What is a vaccine, a cure or a life-altering medication worth? As more state legislatures across the country explore this very question, their answers – and their methods – may not sync with their constituents’ values. 

Some Patients are Marginalized 

Several states are considering legislation on how to assess the value of prescription drugs, while a few have already passed bills on the topic. Their efforts have a laudable intent – to lower drug prices for the public. But the means may not justify the ends. 

In some cases, states plan to assess prescription drugs’ value using a controversial metric known as the quality-adjusted life year, or QALY. In Europe and elsewhere, the QALY functions essentially as a tool for health care rationing.  

The metric looks at a drug’s value over time with the goal of determining how many years of “perfect” health the drug might offer. That approach can have drawbacks, especially for chronically ill patients who, even at their best, won’t experience “perfect” health. It also marginalizes older patients, who have fewer years ahead of them to benefit from treatment. 

Assessments rooted in the QALY are more likely to find that drugs for these groups are not “worth it.” By undervaluing drugs that could be life-altering for these populations, the QALY is inherently discriminatory. 

Importing Boston’s Health Economics 

The QALY is also a mainstay of a controversial group of Boston economists known as the Institute for Clinical and Economic Review. Self-described as the nation’s drug pricing watchdog, ICER analyzes the cost-effectiveness of new medications from a public health perspective.
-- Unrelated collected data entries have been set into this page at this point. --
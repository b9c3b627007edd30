//! Synthetic daily history built from a single current total.
//!
//! The source table only holds today's totals, so each model is fitted on a
//! fabricated trend: the current value discounted linearly backward in time
//! by a fixed daily rate.

use outbreak_forecast_models::HISTORY_DAYS;

/// Builds [`HISTORY_DAYS`] values ending just before today.
///
/// `value[i] = floor(current * (1 - decay * (HISTORY_DAYS - i)))`, so index 0
/// is the most discounted and the last index is one day's decay below
/// `current`. Values are not clamped at zero.
#[must_use]
#[allow(clippy::cast_precision_loss)]
pub fn synthetic_history(current: u64, decay: f64) -> Vec<f64> {
    let current = current as f64;
    (0..HISTORY_DAYS)
        .map(|i| {
            let days_back = (HISTORY_DAYS - i) as f64;
            (current * (1.0 - decay * days_back)).floor()
        })
        .collect()
}
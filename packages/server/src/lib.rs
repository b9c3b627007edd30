#![cfg_attr(feature = "fail-on-warnings", deny(warnings))]
#![warn(clippy::all, clippy::pedantic, clippy::nursery, clippy::cargo)]
#![allow(clippy::multiple_crate_versions, clippy::cargo_common_metadata)]

//! Actix-Web API server for outbreak statistics and forecasts.
//!
//! Serves the aggregated per-state table, the list of forecastable states
//! and per-state ARIMA forecasts under `/api`. The statistics table is
//! re-read on every request; handlers push that blocking work onto the
//! actix blocking pool.

mod handlers;
pub mod interactive;

use actix_cors::Cors;
use actix_web::{App, HttpServer, middleware, web};
use outbreak_stats::StateStatsSource;

/// Default bind address.
pub const DEFAULT_BIND_ADDR: &str = "127.0.0.1";

/// Default port.
pub const DEFAULT_PORT: u16 = 8080;

/// Shared application state.
#[derive(Debug, Clone)]
pub struct AppState {
    /// Location of the per-region statistics table.
    pub source: StateStatsSource,
}

/// Server settings, normally read from the environment.
#[derive(Debug, Clone, PartialEq, Eq)]
pub struct ServerConfig {
    /// Address to bind (`BIND_ADDR`).
    pub bind_addr: String,
    /// Port to bind (`PORT`).
    pub port: u16,
    /// Statistics table location (`STATE_STATS_PATH`).
    pub source: StateStatsSource,
}

impl ServerConfig {
    /// Reads `BIND_ADDR`, `PORT` and `STATE_STATS_PATH`, falling back to
    /// defaults for anything unset or unparsable.
    #[must_use]
    pub fn from_env() -> Self {
        let bind_addr =
            std::env::var("BIND_ADDR").unwrap_or_else(|_| DEFAULT_BIND_ADDR.to_string());
        let port: u16 = std::env::var("PORT")
            .ok()
            .and_then(|p| p.parse().ok())
            .unwrap_or(DEFAULT_PORT);

        Self {
            bind_addr,
            port,
            source: StateStatsSource::from_env(),
        }
    }
}

impl Default for ServerConfig {
    fn default() -> Self {
        Self {
            bind_addr: DEFAULT_BIND_ADDR.to_string(),
            port: DEFAULT_PORT,
            source: StateStatsSource::default(),
        }
    }
}

/// Registers every `/api` route.
///
/// `/predict/states` is registered before `/predict/{state}` so the literal
/// path wins.
pub fn configure(cfg: &mut web::ServiceConfig) {
    cfg.service(
        web::scope("/api")
            .route("/health", web::get().to(handlers::health))
            .route("/stats/states", web::get().to(handlers::state_stats))
            .route("/predict/states", web::get().to(handlers::predict_states))
            .route("/predict/{state}", web::get().to(handlers::predict_state))
            .route(
                "/predict/{state}/daily",
                web::get().to(handlers::predict_state_daily),
            ),
    );
}

/// Starts the server using settings from the environment.
///
/// This is a regular async function; the caller provides the runtime (e.g.
/// via `#[actix_web::main]`) and initializes logging.
///
/// # Errors
///
/// Returns an `std::io::Result` error if the HTTP server fails to bind or
/// encounters a runtime error.
#[allow(clippy::future_not_send)]
pub async fn run_server() -> std::io::Result<()> {
    serve(ServerConfig::from_env()).await
}

/// Starts the server with explicit settings.
///
/// # Errors
///
/// Returns an `std::io::Result` error if the HTTP server fails to bind or
/// encounters a runtime error.
#[allow(clippy::future_not_send)]
pub async fn serve(config: ServerConfig) -> std::io::Result<()> {
    let ServerConfig {
        bind_addr,
        port,
        source,
    } = config;

    if source.path().exists() {
        log::info!("Serving statistics from {}", source.path().display());
    } else {
        log::warn!(
            "Statistics table {} does not exist yet; requests will fail until it is created",
            source.path().display()
        );
    }

    let state = web::Data::new(AppState { source });

    log::info!("Starting server on {bind_addr}:{port}");

    HttpServer::new(move || {
        let cors = Cors::permissive();

        App::new()
            .wrap(cors)
            .wrap(middleware::Logger::default())
            .app_data(state.clone())
            .configure(configure)
    })
    .bind((bind_addr, port))?
    .run()
    .await
}

#[cfg(test)]
mod tests {
    use super::*;

    #[test]
    fn default_config() {
        let config = ServerConfig::default();
        assert_eq!(config.bind_addr, "127.0.0.1");
        assert_eq!(config.port, 8080);
        assert_eq!(config.source, StateStatsSource::default());
    }
}
//! Plain-text tables for terminal output.

use outbreak_forecast_models::ForecastResult;
use outbreak_stats_models::StateAggregate;

/// Renders aggregated totals as a right-aligned table, one state per row.
#[must_use]
pub fn stats_table(aggregates: &[StateAggregate]) -> String {
    let header = ["State", "Confirmed", "Active", "Recovered", "Deaths"];
    let rows: Vec<[String; 5]> = aggregates
        .iter()
        .map(|agg| {
            [
                agg.state.clone(),
                agg.confirmed.to_string(),
                agg.active.to_string(),
                agg.recovered.to_string(),
                agg.deaths.to_string(),
            ]
        })
        .collect();

    render(&header, &rows)
}

/// Renders a forecast with one row per day.
#[must_use]
pub fn forecast_table(result: &ForecastResult) -> String {
    let header = ["Day", "Confirmed", "Recovered", "Deaths", "Active"];
    let rows: Vec<[String; 5]> = result
        .days()
        .into_iter()
        .map(|day| {
            [
                day.day.to_string(),
                day.confirmed.to_string(),
                day.recovered.to_string(),
                day.deaths.to_string(),
                day.active.to_string(),
            ]
        })
        .collect();

    let mut out = format!("Forecast for {}\n", result.state);
    out.push_str(&render(&header, &rows));
    out
}

/// First column left-aligned, the rest right-aligned.
fn render<const N: usize>(header: &[&str; N], rows: &[[String; N]]) -> String {
    let mut widths = header.map(str::len);
    for row in rows {
        for (width, cell) in widths.iter_mut().zip(row) {
            *width = (*width).max(cell.len());
        }
    }

    let mut out = String::new();
    let mut line = |cells: &[&str]| {
        for (i, (cell, width)) in cells.iter().zip(widths).enumerate() {
            if i == 0 {
                out.push_str(&format!("{cell:<width$}"));
            } else {
                out.push_str(&format!("  {cell:>width$}"));
            }
        }
        out.push('\n');
    };

    line(header);
    for row in rows {
        let cells: Vec<&str> = row.iter().map(String::as_str).collect();
        line(&cells);
    }

    out
}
Their reviews typically come to the same conclusion: The new drug, whatever its benefit to patients, doesn’t offer what they consider good value.  

These reports go on to justify insurance companies in limiting or denying coverage for the drugs in question. 
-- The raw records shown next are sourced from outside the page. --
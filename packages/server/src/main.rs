#![cfg_attr(feature = "fail-on-warnings", deny(warnings))]
#![warn(clippy::all, clippy::pedantic, clippy::nursery, clippy::cargo)]
#![allow(clippy::multiple_crate_versions, clippy::cargo_common_metadata)]

//! Actix-Web API server binary for outbreak statistics and forecasts.
//!
//! Configuration comes from `BIND_ADDR`, `PORT` and `STATE_STATS_PATH`;
//! log output is controlled with `RUST_LOG`.

#[actix_web::main]
async fn main() -> std::io::Result<()> {
    pretty_env_logger::init_custom_env("RUST_LOG");

    outbreak_server::run_server().await
}
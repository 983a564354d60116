use std::collections::BTreeMap;

use serde::{Deserialize, Serialize};
use strum::IntoEnumIterator;

use crate::analysis::feature_engine::{FeatureEngine, WindowPolicy};
use crate::models::{DerivedFeatureSet, Metric};
use crate::utils::maths_utils::get_min_max;

/// Scaled value reported when a metric never varies across the series.
pub const DEGENERATE_SCALE_MIDPOINT: f64 = 50.0;

/// Min-Max Scaling onto 0..100. A zero-width range maps to the midpoint.
pub fn min_max_scale(value: f64, min: f64, max: f64) -> f64 {
    if max - min == 0.0 {
        return DEGENERATE_SCALE_MIDPOINT;
    }
    (value - min) / (max - min) * 100.0
}

#[derive(Copy, Clone, Debug, PartialEq, Serialize, Deserialize)]
pub struct MetricBounds {
    pub min: f64,
    pub max: f64,
}

impl MetricBounds {
    pub fn from_values(values: &[f64]) -> Option<Self> {
        let (min, max) = get_min_max(values)?;
        Some(Self { min, max })
    }

    pub fn is_degenerate(&self) -> bool {
        self.max - self.min == 0.0
    }

    pub fn scale(&self, value: f64) -> f64 {
        min_max_scale(value, self.min, self.max)
    }
}

/// Per-metric bounds over a whole region series. Computed once, before any
/// month is scored, and never updated afterwards.
#[derive(Debug, Clone, Default, PartialEq, Serialize, Deserialize)]
pub struct NormalizationBounds {
    bounds: BTreeMap<Metric, MetricBounds>,
}

impl NormalizationBounds {
    /// Metrics with no defined value in any month get no bounds.
    pub fn from_features(features: &[DerivedFeatureSet]) -> Self {
        let bounds = Metric::iter()
            .filter_map(|metric| {
                let values: Vec<f64> = features.iter().filter_map(|f| f.metric(metric)).collect();
                MetricBounds::from_values(&values).map(|b| (metric, b))
            })
            .collect();
        Self { bounds }
    }

    /// Runs the feature engine over every month and takes the bounds of the result.
    pub fn for_series(engine: &FeatureEngine, policy: WindowPolicy) -> Self {
        Self::from_features(&engine.features_all(policy))
    }

    pub fn get(&self, metric: Metric) -> Option<MetricBounds> {
        self.bounds.get(&metric).copied()
    }

    /// `None` if the value is undefined or the metric has no bounds.
    pub fn scale(&self, metric: Metric, value: Option<f64>) -> Option<f64> {
        Some(self.get(metric)?.scale(value?))
    }

    pub fn degenerate_metrics(&self) -> Vec<Metric> {
        self.bounds
            .iter()
            .filter(|(_, b)| b.is_degenerate())
            .map(|(metric, _)| *metric)
            .collect()
    }
}
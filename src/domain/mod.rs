// Domain types and value objects
pub mod month_key;
pub mod region;
pub mod size_band;
pub mod transaction;

// Re-export commonly used types
pub use month_key::{MonthKey, MonthRange, ParseMonthKeyError};
pub use region::Region;
pub use size_band::SizeBand;
pub use transaction::TransactionRecord;
// Collaborators around the statistical core: sources, caching and output files
pub mod cache_file;
pub mod external;
pub mod output;
pub mod source;
pub mod summaries;
pub mod weights;

// Re-export commonly used types
pub use cache_file::SummaryCache;
pub use external::{load_external_series, load_psychology, load_search_volume};
pub use output::{RunReport, write_region_outputs};
pub use source::{CsvTransactionSource, InMemorySource, TransactionSource};
pub use summaries::{CachePolicy, load_region_summaries};
pub use weights::load_weights;
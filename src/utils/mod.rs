pub mod maths_utils;
pub mod time_utils;
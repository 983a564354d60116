use serde::{Deserialize, Serialize};
use thiserror::Error;

use crate::domain::MonthKey;
use crate::models::ExternalSeriesKind;

/// Recoverable failures inside the statistical core. None of them abort a
/// run: records, months or regions that hit one are left out of the output
/// and reported to the caller.
#[derive(Debug, Clone, PartialEq, Serialize, Deserialize, Error)]
pub enum PipelineError {
    #[error("invalid record #{index} for region {region_code}: {reason}")]
    InvalidRecord {
        index: usize,
        region_code: String,
        reason: String,
    },

    #[error("month {0} is not present in the region series")]
    MonthNotFound(MonthKey),

    #[error("{series} has no value for month {month}")]
    ExternalSeriesMiss {
        month: MonthKey,
        series: ExternalSeriesKind,
    },

    #[error("invalid region series: {0}")]
    InvalidSeries(String),
}

pub type PipelineResult<T> = std::result::Result<T, PipelineError>;

/// Discriminant of [`PipelineError`], used to count skips.
#[derive(
    Copy,
    Clone,
    PartialEq,
    Eq,
    PartialOrd,
    Ord,
    Hash,
    Debug,
    Serialize,
    strum_macros::EnumIter,
    strum_macros::Display,
)]
#[serde(rename_all = "snake_case")]
#[strum(serialize_all = "snake_case")]
pub enum ErrorKind {
    InvalidRecord,
    MonthNotFound,
    ExternalSeriesMiss,
    InvalidSeries,
}

impl PipelineError {
    pub fn kind(&self) -> ErrorKind {
        match self {
            PipelineError::InvalidRecord { .. } => ErrorKind::InvalidRecord,
            PipelineError::MonthNotFound(_) => ErrorKind::MonthNotFound,
            PipelineError::ExternalSeriesMiss { .. } => ErrorKind::ExternalSeriesMiss,
            PipelineError::InvalidSeries(_) => ErrorKind::InvalidSeries,
        }
    }

    pub(crate) fn invalid_record(index: usize, region_code: &str, reason: impl Into<String>) -> Self {
        PipelineError::InvalidRecord {
            index,
            region_code: region_code.to_string(),
            reason: reason.into(),
        }
    }
}
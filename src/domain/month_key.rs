use std::fmt;
use std::str::FromStr;

use chrono::{Datelike, NaiveDate};
use serde::{Deserialize, Serialize};
use thiserror::Error;

/// A calendar month, rendered and joined on as a zero-padded `YYYYMM` string.
#[derive(Copy, Clone, Debug, PartialEq, Eq, PartialOrd, Ord, Hash, Serialize, Deserialize)]
#[serde(try_from = "String", into = "String")]
pub struct MonthKey {
    year: i32,
    month: u32,
}

#[derive(Debug, Clone, PartialEq, Eq, Error)]
#[error("invalid month key '{0}' (expected YYYYMM)")]
pub struct ParseMonthKeyError(pub String);

impl MonthKey {
    /// Returns `None` unless `month` is 1..=12 and `year` fits in four digits.
    pub fn new(year: i32, month: u32) -> Option<Self> {
        ((0..=9999).contains(&year) && (1..=12).contains(&month)).then_some(Self { year, month })
    }

    pub fn year(&self) -> i32 {
        self.year
    }

    pub fn month(&self) -> u32 {
        self.month
    }

    pub fn from_date(date: NaiveDate) -> Self {
        Self {
            year: date.year(),
            month: date.month(),
        }
    }

    pub fn first_day(&self) -> NaiveDate {
        // Always valid: year and month are range-checked on construction
        NaiveDate::from_ymd_opt(self.year, self.month, 1).unwrap_or_default()
    }

    pub fn next(&self) -> Option<Self> {
        if self.month == 12 {
            Self::new(self.year + 1, 1)
        } else {
            Self::new(self.year, self.month + 1)
        }
    }

    /// The month `count` months earlier, or `None` before year 0.
    pub fn months_before(&self, count: u32) -> Option<Self> {
        let total = i64::from(self.year) * 12 + i64::from(self.month) - 1 - i64::from(count);
        let year = i32::try_from(total.div_euclid(12)).ok()?;
        Self::new(year, total.rem_euclid(12) as u32 + 1)
    }
}

impl fmt::Display for MonthKey {
    fn fmt(&self, f: &mut fmt::Formatter) -> fmt::Result {
        write!(f, "{:04}{:02}", self.year, self.month)
    }
}

impl FromStr for MonthKey {
    type Err = ParseMonthKeyError;

    fn from_str(s: &str) -> Result<Self, Self::Err> {
        let trimmed = s.trim();
        if trimmed.len() != 6 || !trimmed.bytes().all(|b| b.is_ascii_digit()) {
            return Err(ParseMonthKeyError(s.to_string()));
        }
        let year: i32 = trimmed[..4]
            .parse()
            .map_err(|_| ParseMonthKeyError(s.to_string()))?;
        let month: u32 = trimmed[4..]
            .parse()
            .map_err(|_| ParseMonthKeyError(s.to_string()))?;
        Self::new(year, month).ok_or_else(|| ParseMonthKeyError(s.to_string()))
    }
}

impl TryFrom<String> for MonthKey {
    type Error = ParseMonthKeyError;

    fn try_from(value: String) -> Result<Self, Self::Error> {
        value.parse()
    }
}

impl From<MonthKey> for String {
    fn from(key: MonthKey) -> Self {
        key.to_string()
    }
}

/// Inclusive range of months, e.g. the span requested from the transaction source.
#[derive(Copy, Clone, Debug, PartialEq, Eq, Hash, Serialize, Deserialize)]
pub struct MonthRange {
    pub start: MonthKey,
    pub end: MonthKey,
}

impl MonthRange {
    /// Returns `None` if `end` precedes `start`.
    pub fn new(start: MonthKey, end: MonthKey) -> Option<Self> {
        (start <= end).then_some(Self { start, end })
    }

    pub fn contains(&self, month: MonthKey) -> bool {
        self.start <= month && month <= self.end
    }

    /// The same range starting `count` months earlier, clamped at year 0.
    pub fn with_lookback(&self, count: u32) -> Self {
        let start = self
            .start
            .months_before(count)
            .unwrap_or(MonthKey { year: 0, month: 1 });
        Self { start, end: self.end }
    }

    /// Every month in the range, ascending.
    pub fn months(&self) -> Vec<MonthKey> {
        std::iter::successors(Some(self.start), |m| m.next())
            .take_while(|m| *m <= self.end)
            .collect()
    }
}

impl fmt::Display for MonthRange {
    fn fmt(&self, f: &mut fmt::Formatter) -> fmt::Result {
        write!(f, "{}-{}", self.start, self.end)
    }
}

#[cfg(test)]
mod tests {
    use super::*;

    #[test]
    fn test_display_is_zero_padded() {
        let key = MonthKey::new(2016, 3).unwrap();
        assert_eq!(key.to_string(), "201603");
    }

    #[test]
    fn test_parse_rejects_bad_keys() {
        assert!("201613".parse::<MonthKey>().is_err());
        assert!("20161".parse::<MonthKey>().is_err());
        assert!("2016-01".parse::<MonthKey>().is_err());
        assert!("201600".parse::<MonthKey>().is_err());
        assert_eq!(
            "201512".parse::<MonthKey>().unwrap(),
            MonthKey::new(2015, 12).unwrap()
        );
    }

    #[test]
    fn test_range_crosses_year_boundary() {
        let range = MonthRange::new(
            MonthKey::new(2015, 11).unwrap(),
            MonthKey::new(2016, 2).unwrap(),
        )
        .unwrap();
        let months: Vec<String> = range.months().iter().map(|m| m.to_string()).collect();
        assert_eq!(months, vec!["201511", "201512", "201601", "201602"]);
        assert!(range.contains(MonthKey::new(2016, 1).unwrap()));
        assert!(!range.contains(MonthKey::new(2016, 3).unwrap()));
    }

    #[test]
    fn test_lookback_crosses_years() {
        let key = MonthKey::new(2015, 12).unwrap();
        assert_eq!(key.months_before(12), MonthKey::new(2014, 12));
        assert_eq!(key.months_before(14), MonthKey::new(2014, 10));
        assert_eq!(key.months_before(0), Some(key));
        assert_eq!(MonthKey::new(0, 3).unwrap().months_before(3), None);

        let range = MonthRange::new(key, MonthKey::new(2024, 2).unwrap()).unwrap();
        assert_eq!(range.with_lookback(12).to_string(), "201412-202402");
    }

    #[test]
    fn test_reversed_range_is_rejected() {
        let a = MonthKey::new(2020, 5).unwrap();
        let b = MonthKey::new(2020, 4).unwrap();
        assert!(MonthRange::new(a, b).is_none());
    }

    #[test]
    fn test_first_day() {
        let key = MonthKey::new(2024, 2).unwrap();
        assert_eq!(key.first_day(), NaiveDate::from_ymd_opt(2024, 2, 1).unwrap());
        assert_eq!(MonthKey::from_date(key.first_day()), key);
    }
}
ICER’s use of QALY to analyze cost-effectiveness has led to complaints that its methods are discriminatory and inappropriate. This group’s aggressive public assessment of new drugs has also led to criticism that it might be preempting the role of the FDA

Stopping Discrimination in its Tracks 

Not all states are embracing discriminatory tactics or the organizations that champion them. Several states, for example, are going down the path of banning the QALY.  

These efforts would stop states from institutionalizing measures that discount the value of specific patient groups. They also have the potential to protect the right of individual patients to determine, together with their health care provider, which medications are “worth it” for them. 

The question of value in medicine is one that impacts all people. And the answers may lie, increasingly, with members of patients’ state legislatures, whose decisions could either preserve or jeopardize access to appropriate care.